A loyal member of the Alpha Kappa Alpha Sorority, she founded a clinic to teach social graces to girls. Her hope was that girls would be groomed in charm, grace and career motivation and then presented to the world as “Cinderellas.” The annual Cinderella Ball sponsored by the sorority is a product of her energetic efforts. Robinson was also song writer, poet and writer. She wrote scores of songs on a variety of subjects ranging from the blues to religion. It was not uncommon for her to appear at a Mt. Nebo Church with a guitar on her lap and sing one of her tunes.

Some were recorded. One of her songs “The Ballad of Monroe” was adopted by the Monroe City Council in the late 1960’s as the official song of the city of Monroe. It was taped and played daily as background music at the Civic Center fountain. She enrolled in the Famous Writer’s School for writers and graduated. Immediately thereafter she wrote a book entitled “Blacks In The Deep South.” It was an autobiographical account, although she changed the names, of her life as a student at Southern University, her romance with B.D. and the struggles of a dark skin woman facing the intraracial discrimination from light sking Blacks.
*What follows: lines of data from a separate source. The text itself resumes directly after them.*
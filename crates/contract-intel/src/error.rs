use std::path::PathBuf;
use thiserror::Error;

use crate::worker::job::JobStatus;

#[derive(Error, Debug)]
pub enum ContractIntelError {
    #[error("Configuration error: {0}")]
    Config(#[from] ConfigError),

    #[error("Intake rejected: {0}")]
    Intake(#[from] IntakeError),

    #[error("Extraction error: {0}")]
    Extraction(#[from] ExtractionError),

    #[error("Job store error: {0}")]
    Store(#[from] StoreError),

    #[error("Document store error: {0}")]
    DocumentStore(#[from] DocumentStoreError),

    #[error("Orchestrator error: {0}")]
    Orchestrator(#[from] OrchestratorError),

    #[error("Database error: {0}")]
    Database(#[from] crate::db::DatabaseError),

    #[error("Logging setup failed: {0}")]
    Telemetry(String),

    #[error("Failed to render output: {0}")]
    Output(#[from] serde_json::Error),
}

#[derive(Error, Debug)]
pub enum ConfigError {
    #[error("Failed to read config file '{path}': {source}")]
    ReadFile {
        path: PathBuf,
        #[source]
        source: std::io::Error,
    },

    #[error("Failed to parse config JSON: {0}")]
    ParseJson(#[from] serde_json::Error),

    #[error("Config validation failed: {message}")]
    Validation { message: String },

    #[error("Schema validation failed: {errors}")]
    SchemaValidation { errors: String },

    #[error("Environment variable '{name}' not set")]
    MissingSecret { name: String },
}

/// Rejections raised before a job exists.
#[derive(Error, Debug)]
pub enum IntakeError {
    #[error("Invalid media type '{0}'")]
    InvalidMediaType(String),

    #[error("Unsupported media type '{0}', only application/pdf is accepted")]
    UnsupportedMediaType(String),

    #[error("Document is {size} bytes, limit is {limit} bytes")]
    TooLarge { size: u64, limit: u64 },

    #[error("Failed to read document '{path}': {source}")]
    ReadFile {
        path: PathBuf,
        #[source]
        source: std::io::Error,
    },
}

/// Terminal text extraction failures.
#[derive(Error, Debug, Clone, PartialEq, Eq)]
pub enum ExtractionError {
    #[error("Unreadable document: {0}")]
    UnreadableDocument(String),

    #[error("Empty content: no extractable text found in {pages} page(s)")]
    EmptyContent { pages: usize },
}

#[derive(Error, Debug)]
pub enum DocumentStoreError {
    #[error("Document not found: {0}")]
    NotFound(String),

    #[error("Document store IO error for '{path}': {source}")]
    Io {
        path: PathBuf,
        #[source]
        source: std::io::Error,
    },

    #[error("Document store lock poisoned")]
    LockPoisoned,
}

/// Persistence faults from the job/result store.
#[derive(Error, Debug)]
pub enum StoreError {
    #[error("Job not found: {0}")]
    NotFound(String),

    #[error("Job already exists: {0}")]
    AlreadyExists(String),

    #[error("Database error: {0}")]
    Database(#[from] crate::db::DatabaseError),

    #[error("Failed to serialize assessment record: {0}")]
    Serialization(#[from] serde_json::Error),

    #[error("Corrupt job row '{id}': {reason}")]
    Corrupt { id: String, reason: String },

    #[error("Job store lock poisoned")]
    LockPoisoned,
}

#[derive(Error, Debug)]
pub enum OrchestratorError {
    #[error(transparent)]
    Intake(#[from] IntakeError),

    #[error(transparent)]
    Store(#[from] StoreError),

    #[error(transparent)]
    Document(#[from] DocumentStoreError),

    #[error("Job {job_id} is already {status}; submit a new job to reprocess")]
    ReentryRejected { job_id: String, status: JobStatus },

    #[error("Unknown job: {0}")]
    UnknownJob(String),

    #[error(transparent)]
    Transition(#[from] TransitionError),

    #[error("Worker pool is shut down")]
    Shutdown,
}

/// Lifecycle violations rejected by [`crate::worker::Job`] itself.
#[derive(Error, Debug, Clone, PartialEq, Eq)]
pub enum TransitionError {
    #[error("Job {job_id} cannot start from status {status}")]
    NotPending { job_id: String, status: JobStatus },

    #[error("Job {job_id} is {status} and can no longer change")]
    Terminal { job_id: String, status: JobStatus },

    #[error("Job {job_id} is not processing (status {status})")]
    NotProcessing { job_id: String, status: JobStatus },

    #[error("Job {job_id} progress cannot move from {from} to {to}")]
    ProgressRegression { job_id: String, from: u8, to: u8 },

    #[error("Progress {0} is out of range 0-100")]
    ProgressOutOfRange(u8),
}

pub type Result<T> = std::result::Result<T, ContractIntelError>;
use std::path::{Path, PathBuf};
use std::process::ExitCode;
use std::sync::Arc;

use clap::{Parser, Subcommand};
use serde_json::json;
use tracing::{error, info};

use contract_intel::{
    init_tracing, load_config, Config, Database, DocumentIntake, FilesystemDocumentStore,
    JobFilter, JobStatus, JobStore, Orchestrator, OrchestratorError, SqliteJobStore,
};

#[derive(Parser)]
#[command(name = "contract-intel")]
#[command(version, about = "Assess contract PDFs for completeness and missing terms")]
struct Cli {
    /// JSON configuration file
    #[arg(long, global = true)]
    config: Option<PathBuf>,
    #[command(subcommand)]
    command: Commands,
}

#[derive(Subcommand)]
enum Commands {
    /// Assess PDF files and print one JSON result per file
    Assess {
        #[arg(required = true)]
        files: Vec<PathBuf>,
    },
    /// List stored jobs, newest first
    Jobs {
        #[arg(long)]
        status: Option<JobStatus>,
        #[arg(long)]
        min_score: Option<u8>,
        #[arg(long, default_value_t = 1)]
        page: u32,
        #[arg(long, default_value_t = 10)]
        limit: u32,
    },
}

fn main() -> ExitCode {
    let cli = Cli::parse();
    match run(cli) {
        Ok(code) => code,
        Err(e) => {
            eprintln!("Error: {}", e);
            ExitCode::FAILURE
        }
    }
}

fn run(cli: Cli) -> contract_intel::Result<ExitCode> {
    let config = match &cli.config {
        Some(path) => load_config(path)?,
        None => Config::default(),
    };
    init_tracing(&config.logging)?;

    let db = Database::open(&config.storage.database_path())?;
    let store: Arc<dyn JobStore> = Arc::new(SqliteJobStore::new(db));

    match cli.command {
        Commands::Assess { files } => assess(&config, store, &files),
        Commands::Jobs {
            status,
            min_score,
            page,
            limit,
        } => {
            let filter = JobFilter {
                status,
                min_score,
                page,
                limit,
            };
            let listing = store.list(&filter)?;
            println!("{}", serde_json::to_string_pretty(&listing)?);
            Ok(ExitCode::SUCCESS)
        }
    }
}

fn assess(
    config: &Config,
    store: Arc<dyn JobStore>,
    files: &[PathBuf],
) -> contract_intel::Result<ExitCode> {
    let documents = Arc::new(FilesystemDocumentStore::new(config.storage.documents_dir())?);
    let orchestrator = Orchestrator::from_config(config, documents, store)?;

    let mut all_ok = true;
    let mut submitted = Vec::new();
    for path in files {
        match submit(&orchestrator, path) {
            Ok(job_id) => submitted.push((path, job_id)),
            Err(e) => {
                error!(file = %path.display(), "Rejected: {}", e);
                println!(
                    "{}",
                    json!({ "file": path.display().to_string(), "error": e.to_string() })
                );
                all_ok = false;
            }
        }
    }

    let outcomes = orchestrator.wait_all();
    info!(jobs = outcomes.len(), "All jobs finished");

    for (path, job_id) in submitted {
        let job = orchestrator.status(&job_id)?;
        let record = orchestrator.record(&job_id)?;
        all_ok &= job.status == JobStatus::Completed;
        let output = json!({
            "file": path.display().to_string(),
            "job": job,
            "record": record,
        });
        println!("{}", serde_json::to_string_pretty(&output)?);
    }

    orchestrator.shutdown();
    Ok(if all_ok {
        ExitCode::SUCCESS
    } else {
        ExitCode::FAILURE
    })
}

fn submit(orchestrator: &Orchestrator, path: &Path) -> Result<String, OrchestratorError> {
    let intake = DocumentIntake::from_path(path)?;
    orchestrator.submit(intake)
}
//! Builders for contract fixtures.
//!
//! Contract text is assembled from clauses the field extractors are known to
//! pick up, so a test can drop exactly the clause it wants to see reported
//! as a gap.

#![allow(dead_code)]

use lopdf::{dictionary, Document, Object, Stream};

/// One clause of a generated contract.
#[derive(Debug, Clone, Copy, PartialEq, Eq)]
pub enum Clause {
    Title,
    Parties,
    TotalValue,
    Payment,
    ServiceLevel,
    Contact,
}

impl Clause {
    pub const ALL: [Clause; 6] = [
        Clause::Title,
        Clause::Parties,
        Clause::TotalValue,
        Clause::Payment,
        Clause::ServiceLevel,
        Clause::Contact,
    ];

    fn line(self) -> &'static str {
        match self {
            Clause::Title => "MASTER SERVICES AGREEMENT",
            Clause::Parties => {
                "This Agreement is entered into between Acme Corporation (\"Provider\") and Globex LLC (\"Client\")."
            }
            Clause::TotalValue => "The total contract value is $100,000 USD.",
            Clause::Payment => "Payment Terms: Net 30. Payments may be made by Credit Card.",
            Clause::ServiceLevel => {
                "Service Level: 99.9% uptime guaranteed. 24/7 support is included."
            }
            Clause::Contact => "Contact: billing@acme.com or 555-123-4567.",
        }
    }
}

/// Builder for contract text.
pub struct ContractBuilder {
    clauses: Vec<Clause>,
    extra_lines: Vec<String>,
}

impl ContractBuilder {
    /// A contract carrying every clause.
    pub fn complete() -> Self {
        Self {
            clauses: Clause::ALL.to_vec(),
            extra_lines: Vec::new(),
        }
    }

    /// A contract with no clauses at all.
    pub fn empty() -> Self {
        Self {
            clauses: Vec::new(),
            extra_lines: Vec::new(),
        }
    }

    pub fn with(mut self, clause: Clause) -> Self {
        if !self.clauses.contains(&clause) {
            self.clauses.push(clause);
        }
        self
    }

    pub fn without(mut self, clause: Clause) -> Self {
        self.clauses.retain(|c| *c != clause);
        self
    }

    /// Appends a free-form line after the clauses.
    pub fn line(mut self, line: &str) -> Self {
        self.extra_lines.push(line.to_string());
        self
    }

    pub fn lines(&self) -> Vec<String> {
        Clause::ALL
            .iter()
            .filter(|c| self.clauses.contains(c))
            .map(|c| c.line().to_string())
            .chain(self.extra_lines.iter().cloned())
            .collect()
    }

    pub fn text(&self) -> String {
        self.lines().join("\n")
    }

    /// Renders the contract as a single-page PDF.
    pub fn pdf(&self) -> Vec<u8> {
        let lines = self.lines();
        let refs: Vec<&str> = lines.iter().map(String::as_str).collect();
        pdf_with_pages(&[&refs])
    }
}

/// Builds a PDF whose pages each render the given lines with a base font.
/// A page with no lines has no text layer.
pub fn pdf_with_pages(pages: &[&[&str]]) -> Vec<u8> {
    let mut doc = Document::with_version("1.5");
    let pages_id = doc.new_object_id();
    let font_id = doc.add_object(dictionary! {
        "Type" => "Font",
        "Subtype" => "Type1",
        "BaseFont" => "Courier",
        "Encoding" => "WinAnsiEncoding",
    });
    let resources_id = doc.add_object(dictionary! {
        "Font" => dictionary! {
            "F1" => font_id,
        },
    });

    let mut kids: Vec<Object> = Vec::new();
    for lines in pages {
        let content: String = lines
            .iter()
            .enumerate()
            .map(|(i, line)| {
                format!(
                    "BT /F1 10 Tf 40 {} Td ({}) Tj ET\n",
                    740 - (i as i64) * 14,
                    line.replace('\\', "\\\\")
                        .replace('(', "\\(")
                        .replace(')', "\\)")
                )
            })
            .collect();
        let content_id = doc.add_object(Stream::new(dictionary! {}, content.into_bytes()));
        let page_id = doc.add_object(dictionary! {
            "Type" => "Page",
            "Parent" => pages_id,
            "MediaBox" => vec![0.into(), 0.into(), 612.into(), 792.into()],
            "Resources" => resources_id,
            "Contents" => content_id,
        });
        kids.push(page_id.into());
    }

    let count = kids.len() as i64;
    doc.objects.insert(
        pages_id,
        Object::Dictionary(dictionary! {
            "Type" => "Pages",
            "Kids" => kids,
            "Count" => count,
        }),
    );
    let catalog_id = doc.add_object(dictionary! {
        "Type" => "Catalog",
        "Pages" => pages_id,
    });
    doc.trailer.set("Root", catalog_id);

    let mut bytes = Vec::new();
    doc.save_to(&mut bytes).expect("Failed to render PDF fixture");
    bytes
}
A play, based on her book, was written by Dr. George Brian, a drama professor at NLU. It featured many of her songs. She would not allow it to be staged in her lifetime for fear that people named might be offended. When she traveled to Africa in the early 1970’s she returned and began work on a second book entitled “I found my tribe.” It was never completed

Even as her health began to fail Emily P. and Bernie D. were a high profile presence in political, social and religious circles in Monroe. Whether she was working in her church at Mt. Nebo or waltzing with her husband at the Cinderella Ball, no social event seemed complete without the Robinsons.

She tirelessly supported efforts to build the Black community and gave the local community her best years and talent.